— Description of the task —
For each line below that contains the word "DeviceTransport", return that line.

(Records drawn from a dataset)
=-=-=
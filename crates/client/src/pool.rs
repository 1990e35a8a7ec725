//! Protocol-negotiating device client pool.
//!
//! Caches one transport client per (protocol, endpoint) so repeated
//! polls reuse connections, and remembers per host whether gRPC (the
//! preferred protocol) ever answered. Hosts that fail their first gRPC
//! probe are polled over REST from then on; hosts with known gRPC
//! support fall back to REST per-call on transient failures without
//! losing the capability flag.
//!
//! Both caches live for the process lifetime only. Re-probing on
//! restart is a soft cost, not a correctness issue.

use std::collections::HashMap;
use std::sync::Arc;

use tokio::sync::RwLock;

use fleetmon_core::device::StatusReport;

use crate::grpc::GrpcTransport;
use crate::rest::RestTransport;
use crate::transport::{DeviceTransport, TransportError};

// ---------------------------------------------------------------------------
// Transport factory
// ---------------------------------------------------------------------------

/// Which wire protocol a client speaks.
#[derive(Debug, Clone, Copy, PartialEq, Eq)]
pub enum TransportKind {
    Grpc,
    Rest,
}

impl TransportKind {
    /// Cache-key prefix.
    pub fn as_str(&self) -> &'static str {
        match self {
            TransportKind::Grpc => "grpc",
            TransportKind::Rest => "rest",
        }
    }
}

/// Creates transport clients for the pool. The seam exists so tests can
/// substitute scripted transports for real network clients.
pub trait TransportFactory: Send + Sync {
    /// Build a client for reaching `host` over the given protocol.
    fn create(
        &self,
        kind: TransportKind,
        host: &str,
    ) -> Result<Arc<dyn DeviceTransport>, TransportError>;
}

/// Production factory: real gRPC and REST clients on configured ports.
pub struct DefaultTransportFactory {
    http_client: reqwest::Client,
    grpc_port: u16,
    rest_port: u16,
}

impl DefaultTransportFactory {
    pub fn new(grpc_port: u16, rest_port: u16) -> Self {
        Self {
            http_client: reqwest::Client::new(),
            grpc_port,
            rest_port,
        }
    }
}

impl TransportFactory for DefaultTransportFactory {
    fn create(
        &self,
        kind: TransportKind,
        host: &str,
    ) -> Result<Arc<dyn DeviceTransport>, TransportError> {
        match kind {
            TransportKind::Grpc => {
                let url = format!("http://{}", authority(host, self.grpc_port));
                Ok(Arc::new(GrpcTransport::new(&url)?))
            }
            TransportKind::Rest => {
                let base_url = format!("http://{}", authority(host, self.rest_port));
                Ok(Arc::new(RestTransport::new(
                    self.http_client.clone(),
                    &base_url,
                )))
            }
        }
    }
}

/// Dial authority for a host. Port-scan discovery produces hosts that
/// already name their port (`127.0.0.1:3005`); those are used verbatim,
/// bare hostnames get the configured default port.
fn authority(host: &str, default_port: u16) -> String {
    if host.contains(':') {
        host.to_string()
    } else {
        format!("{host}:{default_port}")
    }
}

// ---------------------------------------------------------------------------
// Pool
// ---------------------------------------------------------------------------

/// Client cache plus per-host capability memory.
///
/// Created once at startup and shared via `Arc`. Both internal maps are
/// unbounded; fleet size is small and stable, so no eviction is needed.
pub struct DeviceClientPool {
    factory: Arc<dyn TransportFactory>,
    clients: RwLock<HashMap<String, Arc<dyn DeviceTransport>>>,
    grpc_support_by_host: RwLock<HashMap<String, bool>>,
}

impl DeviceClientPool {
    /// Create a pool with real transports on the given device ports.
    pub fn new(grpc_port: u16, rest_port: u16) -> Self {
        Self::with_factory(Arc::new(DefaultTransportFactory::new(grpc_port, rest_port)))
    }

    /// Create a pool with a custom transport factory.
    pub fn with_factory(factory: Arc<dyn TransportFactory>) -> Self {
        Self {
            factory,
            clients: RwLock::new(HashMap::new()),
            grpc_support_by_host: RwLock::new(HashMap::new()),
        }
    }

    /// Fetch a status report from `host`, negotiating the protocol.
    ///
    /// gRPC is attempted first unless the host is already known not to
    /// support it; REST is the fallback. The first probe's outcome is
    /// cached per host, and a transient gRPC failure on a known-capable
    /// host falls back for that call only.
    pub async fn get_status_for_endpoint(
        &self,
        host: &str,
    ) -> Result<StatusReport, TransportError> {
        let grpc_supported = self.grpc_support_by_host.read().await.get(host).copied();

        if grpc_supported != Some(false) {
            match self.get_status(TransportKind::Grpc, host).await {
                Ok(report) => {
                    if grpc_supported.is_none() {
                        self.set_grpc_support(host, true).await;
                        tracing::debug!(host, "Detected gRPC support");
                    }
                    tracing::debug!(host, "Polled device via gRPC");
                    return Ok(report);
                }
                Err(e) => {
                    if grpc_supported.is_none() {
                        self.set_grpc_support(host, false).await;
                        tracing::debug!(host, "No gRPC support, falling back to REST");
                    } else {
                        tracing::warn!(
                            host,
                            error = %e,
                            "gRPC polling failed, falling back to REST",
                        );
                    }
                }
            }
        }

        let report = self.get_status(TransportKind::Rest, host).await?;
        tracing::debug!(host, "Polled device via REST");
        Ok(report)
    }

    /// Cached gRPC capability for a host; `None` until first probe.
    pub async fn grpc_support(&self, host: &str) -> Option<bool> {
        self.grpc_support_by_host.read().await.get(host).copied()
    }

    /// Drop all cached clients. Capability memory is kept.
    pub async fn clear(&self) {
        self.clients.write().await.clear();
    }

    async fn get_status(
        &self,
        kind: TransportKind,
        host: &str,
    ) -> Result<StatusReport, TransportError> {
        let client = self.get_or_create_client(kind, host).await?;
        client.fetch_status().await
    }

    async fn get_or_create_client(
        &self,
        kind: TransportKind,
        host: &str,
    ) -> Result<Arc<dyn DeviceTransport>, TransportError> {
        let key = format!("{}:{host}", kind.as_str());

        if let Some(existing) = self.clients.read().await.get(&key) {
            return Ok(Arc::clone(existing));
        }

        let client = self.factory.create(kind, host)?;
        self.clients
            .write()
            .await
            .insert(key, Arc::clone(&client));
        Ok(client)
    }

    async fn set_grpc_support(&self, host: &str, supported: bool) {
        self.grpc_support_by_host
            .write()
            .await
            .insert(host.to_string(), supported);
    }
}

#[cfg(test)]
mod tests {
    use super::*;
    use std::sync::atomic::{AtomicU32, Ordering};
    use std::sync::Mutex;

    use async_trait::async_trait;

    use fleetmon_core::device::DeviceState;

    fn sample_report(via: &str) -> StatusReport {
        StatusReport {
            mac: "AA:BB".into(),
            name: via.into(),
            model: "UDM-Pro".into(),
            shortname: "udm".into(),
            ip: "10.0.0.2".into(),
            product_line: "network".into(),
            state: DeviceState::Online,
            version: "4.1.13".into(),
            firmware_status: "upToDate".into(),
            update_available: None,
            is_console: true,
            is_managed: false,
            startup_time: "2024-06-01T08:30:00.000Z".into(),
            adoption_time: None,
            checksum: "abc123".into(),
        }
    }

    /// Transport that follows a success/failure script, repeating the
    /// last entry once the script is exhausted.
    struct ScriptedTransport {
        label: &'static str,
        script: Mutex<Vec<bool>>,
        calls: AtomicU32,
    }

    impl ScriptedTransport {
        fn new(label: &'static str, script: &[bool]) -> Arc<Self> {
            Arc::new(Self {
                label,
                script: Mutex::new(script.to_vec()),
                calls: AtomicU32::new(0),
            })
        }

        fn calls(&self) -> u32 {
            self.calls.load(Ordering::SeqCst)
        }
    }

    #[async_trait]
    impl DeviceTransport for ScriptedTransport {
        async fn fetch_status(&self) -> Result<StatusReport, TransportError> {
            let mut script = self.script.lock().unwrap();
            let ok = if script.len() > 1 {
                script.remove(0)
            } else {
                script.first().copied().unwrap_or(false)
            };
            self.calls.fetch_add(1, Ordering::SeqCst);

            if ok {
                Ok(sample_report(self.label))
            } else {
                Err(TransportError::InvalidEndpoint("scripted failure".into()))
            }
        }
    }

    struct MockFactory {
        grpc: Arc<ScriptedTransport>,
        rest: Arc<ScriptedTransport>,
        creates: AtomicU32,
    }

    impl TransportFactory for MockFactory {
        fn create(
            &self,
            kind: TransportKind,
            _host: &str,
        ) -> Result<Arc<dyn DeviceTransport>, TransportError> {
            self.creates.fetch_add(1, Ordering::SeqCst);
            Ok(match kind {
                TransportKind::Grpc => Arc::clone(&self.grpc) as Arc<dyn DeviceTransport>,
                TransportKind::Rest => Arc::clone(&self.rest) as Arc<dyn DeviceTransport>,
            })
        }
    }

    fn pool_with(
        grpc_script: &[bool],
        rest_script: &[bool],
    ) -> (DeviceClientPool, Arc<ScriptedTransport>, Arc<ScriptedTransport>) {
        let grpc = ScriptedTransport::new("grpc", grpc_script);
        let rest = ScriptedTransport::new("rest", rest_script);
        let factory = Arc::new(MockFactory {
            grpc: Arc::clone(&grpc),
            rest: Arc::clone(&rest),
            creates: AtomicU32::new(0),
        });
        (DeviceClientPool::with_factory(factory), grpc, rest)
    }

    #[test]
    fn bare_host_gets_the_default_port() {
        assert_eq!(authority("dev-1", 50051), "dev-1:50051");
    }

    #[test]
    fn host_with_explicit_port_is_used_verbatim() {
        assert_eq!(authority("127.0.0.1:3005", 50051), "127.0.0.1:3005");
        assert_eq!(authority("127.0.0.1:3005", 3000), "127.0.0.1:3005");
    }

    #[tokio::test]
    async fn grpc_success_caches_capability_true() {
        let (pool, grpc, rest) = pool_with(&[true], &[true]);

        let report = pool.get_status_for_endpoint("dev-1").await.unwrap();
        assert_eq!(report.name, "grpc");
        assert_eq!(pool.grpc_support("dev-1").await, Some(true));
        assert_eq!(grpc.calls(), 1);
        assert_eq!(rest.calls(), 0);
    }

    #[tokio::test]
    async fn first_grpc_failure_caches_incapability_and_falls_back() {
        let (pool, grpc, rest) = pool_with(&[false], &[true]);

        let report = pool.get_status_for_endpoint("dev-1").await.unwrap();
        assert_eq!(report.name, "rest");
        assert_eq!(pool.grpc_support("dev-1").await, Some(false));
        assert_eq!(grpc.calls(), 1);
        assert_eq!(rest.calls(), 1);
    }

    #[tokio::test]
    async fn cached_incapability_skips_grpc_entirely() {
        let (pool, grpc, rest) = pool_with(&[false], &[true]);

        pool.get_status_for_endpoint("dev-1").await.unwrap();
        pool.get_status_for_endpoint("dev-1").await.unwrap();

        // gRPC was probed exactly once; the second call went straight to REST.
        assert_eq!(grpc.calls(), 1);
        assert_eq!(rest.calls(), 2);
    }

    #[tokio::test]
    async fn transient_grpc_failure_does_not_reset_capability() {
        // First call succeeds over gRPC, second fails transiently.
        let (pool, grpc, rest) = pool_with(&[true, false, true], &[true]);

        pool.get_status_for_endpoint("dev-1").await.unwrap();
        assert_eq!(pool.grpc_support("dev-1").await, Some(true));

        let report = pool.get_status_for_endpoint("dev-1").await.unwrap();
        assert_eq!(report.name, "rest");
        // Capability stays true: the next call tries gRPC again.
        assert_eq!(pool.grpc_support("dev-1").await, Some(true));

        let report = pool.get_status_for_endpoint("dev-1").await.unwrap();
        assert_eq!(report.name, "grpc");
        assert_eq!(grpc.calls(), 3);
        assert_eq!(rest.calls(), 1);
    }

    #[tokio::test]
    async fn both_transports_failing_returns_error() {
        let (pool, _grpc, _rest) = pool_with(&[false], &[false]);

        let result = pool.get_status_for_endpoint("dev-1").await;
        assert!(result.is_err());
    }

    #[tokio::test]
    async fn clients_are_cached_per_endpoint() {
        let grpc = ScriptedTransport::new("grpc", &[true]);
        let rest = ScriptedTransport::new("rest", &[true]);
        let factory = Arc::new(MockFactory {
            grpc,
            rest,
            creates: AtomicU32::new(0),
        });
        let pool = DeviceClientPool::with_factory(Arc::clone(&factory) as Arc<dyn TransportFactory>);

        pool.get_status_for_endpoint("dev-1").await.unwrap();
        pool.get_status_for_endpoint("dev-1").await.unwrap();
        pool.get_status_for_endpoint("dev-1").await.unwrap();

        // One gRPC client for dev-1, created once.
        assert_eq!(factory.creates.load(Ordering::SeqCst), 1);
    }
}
=-=-=
— Final answer —
use crate::transport::{DeviceTransport, TransportError};
    ) -> Result<Arc<dyn DeviceTransport>, TransportError>;
    ) -> Result<Arc<dyn DeviceTransport>, TransportError> {
    clients: RwLock<HashMap<String, Arc<dyn DeviceTransport>>>,
    ) -> Result<Arc<dyn DeviceTransport>, TransportError> {
    impl DeviceTransport for ScriptedTransport {
        ) -> Result<Arc<dyn DeviceTransport>, TransportError> {
                TransportKind::Grpc => Arc::clone(&self.grpc) as Arc<dyn DeviceTransport>,
                TransportKind::Rest => Arc::clone(&self.rest) as Arc<dyn DeviceTransport>,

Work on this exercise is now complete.